_TASK TO CARRY OUT_
Work through the records that follow and return each line containing the word "feed".

_EXERCISE DATA_
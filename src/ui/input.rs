//! Input routing.
//!
//! Every key event goes through the shortcut dispatcher first, so configured
//! bindings always win. Keys no registered shortcut consumed fall through to
//! view-local handling: the search field, the open dialog, or the catalog
//! list, in that order.
use crossterm::event::{KeyCode, KeyEvent, KeyEventKind, KeyModifiers};

use crate::app::{App, AppEvent};
use crate::dialog::Dialog;

/// Result of handling a key press event.
pub enum Action {
    Continue,
    Quit,
}

pub fn handle_input(app: &mut App, key: &KeyEvent) -> Action {
    let fired = app.dispatcher.on_key(key);
    if fired > 0 {
        app.needs_redraw = true;
        return Action::Continue;
    }

    // View-local keys react to presses only; release phases are shortcut
    // territory.
    if key.kind == KeyEventKind::Release {
        return Action::Continue;
    }

    // Always-available escape hatch, independent of the shortcut map
    if key.code == KeyCode::Char('c') && key.modifiers.contains(KeyModifiers::CONTROL) {
        return Action::Quit;
    }

    if app.search_focused {
        handle_search_input(app, key);
    } else if app.dialogs.is_open() {
        handle_dialog_input(app, key);
    } else {
        return handle_catalog_input(app, key);
    }
    Action::Continue
}

fn handle_search_input(app: &mut App, key: &KeyEvent) {
    match key.code {
        KeyCode::Char(c) if !key.modifiers.contains(KeyModifiers::CONTROL) => {
            app.push_search_char(c);
        }
        KeyCode::Backspace => app.pop_search_char(),
        KeyCode::Enter => app.commit_search(),
        _ => {}
    }
}

fn handle_dialog_input(app: &mut App, key: &KeyEvent) {
    let confirming = matches!(
        app.dialogs.current(),
        Some(Dialog::DeleteConfirm(_) | Dialog::LcpRenewConfirm(_) | Dialog::LcpReturnConfirm(_))
    );
    if confirming {
        match key.code {
            KeyCode::Char('y') | KeyCode::Enter => app.confirm_dialog(),
            KeyCode::Char('n') => {
                app.dialogs.close();
                app.needs_redraw = true;
            }
            _ => {}
        }
        return;
    }

    // Publication info dialog
    match key.code {
        KeyCode::Enter => app.open_reader(),
        KeyCode::Char('r') => app.request_renew(),
        KeyCode::Char('t') => app.request_return(),
        KeyCode::Char('d') => app.request_delete(),
        KeyCode::Char('m') => app.toggle_description(),
        _ => {}
    }
}

fn handle_catalog_input(app: &mut App, key: &KeyEvent) -> Action {
    match key.code {
        KeyCode::Up | KeyCode::Char('k') => app.select_previous(),
        KeyCode::Down | KeyCode::Char('j') => app.select_next(),
        KeyCode::Enter => app.handle_event(AppEvent::OpenPublicationInfo),
        KeyCode::Backspace => app.go_back(),
        KeyCode::Char('d') => app.request_delete(),
        KeyCode::Char('q') => return Action::Quit,
        _ => {}
    }
    Action::Continue
}

// ============================================================================
// Tests
// ============================================================================

#[cfg(test)]
mod tests {
    use super::*;
    use crate::config::Config;
    use crate::opds::CatalogStore;

    fn test_app() -> App {
        let mut store = CatalogStore::new();
        store
            .load_json(
                r#"{
                    "metadata": {"title": "Page 1"},
                    "links": [{"rel": "self", "href": "https://example.com/catalog?page=1"}],
                    "publications": [
                        {"metadata": {"title": "Moby-Dick"}},
                        {"metadata": {"title": "Walden"}}
                    ]
                }"#,
            )
            .unwrap();
        let (app, _channels) = App::new(&Config::default(), store).unwrap();
        app
    }

    fn press(code: KeyCode, modifiers: KeyModifiers) -> KeyEvent {
        KeyEvent::new(code, modifiers)
    }

    #[test]
    fn test_list_keys_move_selection() {
        let mut app = test_app();
        handle_input(&mut app, &press(KeyCode::Down, KeyModifiers::NONE));
        assert_eq!(app.selected, 1);
        handle_input(&mut app, &press(KeyCode::Char('k'), KeyModifiers::NONE));
        assert_eq!(app.selected, 0);
    }

    #[test]
    fn test_ctrl_c_quits() {
        let mut app = test_app();
        assert!(matches!(
            handle_input(&mut app, &press(KeyCode::Char('c'), KeyModifiers::CONTROL)),
            Action::Quit
        ));
    }

    #[test]
    fn test_search_captures_characters() {
        let mut app = test_app();
        app.handle_event(AppEvent::FocusSearch);
        for c in "wal".chars() {
            handle_input(&mut app, &press(KeyCode::Char(c), KeyModifiers::NONE));
        }
        assert_eq!(app.search_query, "wal");

        // 'j' goes into the query, not the selection
        handle_input(&mut app, &press(KeyCode::Char('j'), KeyModifiers::NONE));
        assert_eq!(app.selected, 0);
        assert_eq!(app.search_query, "walj");
    }

    #[test]
    fn test_shortcut_wins_over_view_local_key() {
        let mut app = test_app();
        app.handle_event(AppEvent::FocusSearch);
        // Esc is bound to close_dialog; it must not land in the search field
        handle_input(&mut app, &press(KeyCode::Esc, KeyModifiers::NONE));
        // The handler emits an event; search stays focused until it is applied
        assert!(app.search_focused);
    }

    #[test]
    fn test_confirm_dialog_keys() {
        let mut app = test_app();
        app.request_delete();
        handle_input(&mut app, &press(KeyCode::Char('n'), KeyModifiers::NONE));
        assert!(!app.dialogs.is_open());
        assert_eq!(app.feed.publications.len(), 2);

        app.request_delete();
        handle_input(&mut app, &press(KeyCode::Char('y'), KeyModifiers::NONE));
        assert_eq!(app.feed.publications.len(), 1);
    }
}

_ANSWER FOR THIS EXERCISE_
        assert_eq!(app.feed.publications.len(), 2);
        assert_eq!(app.feed.publications.len(), 1);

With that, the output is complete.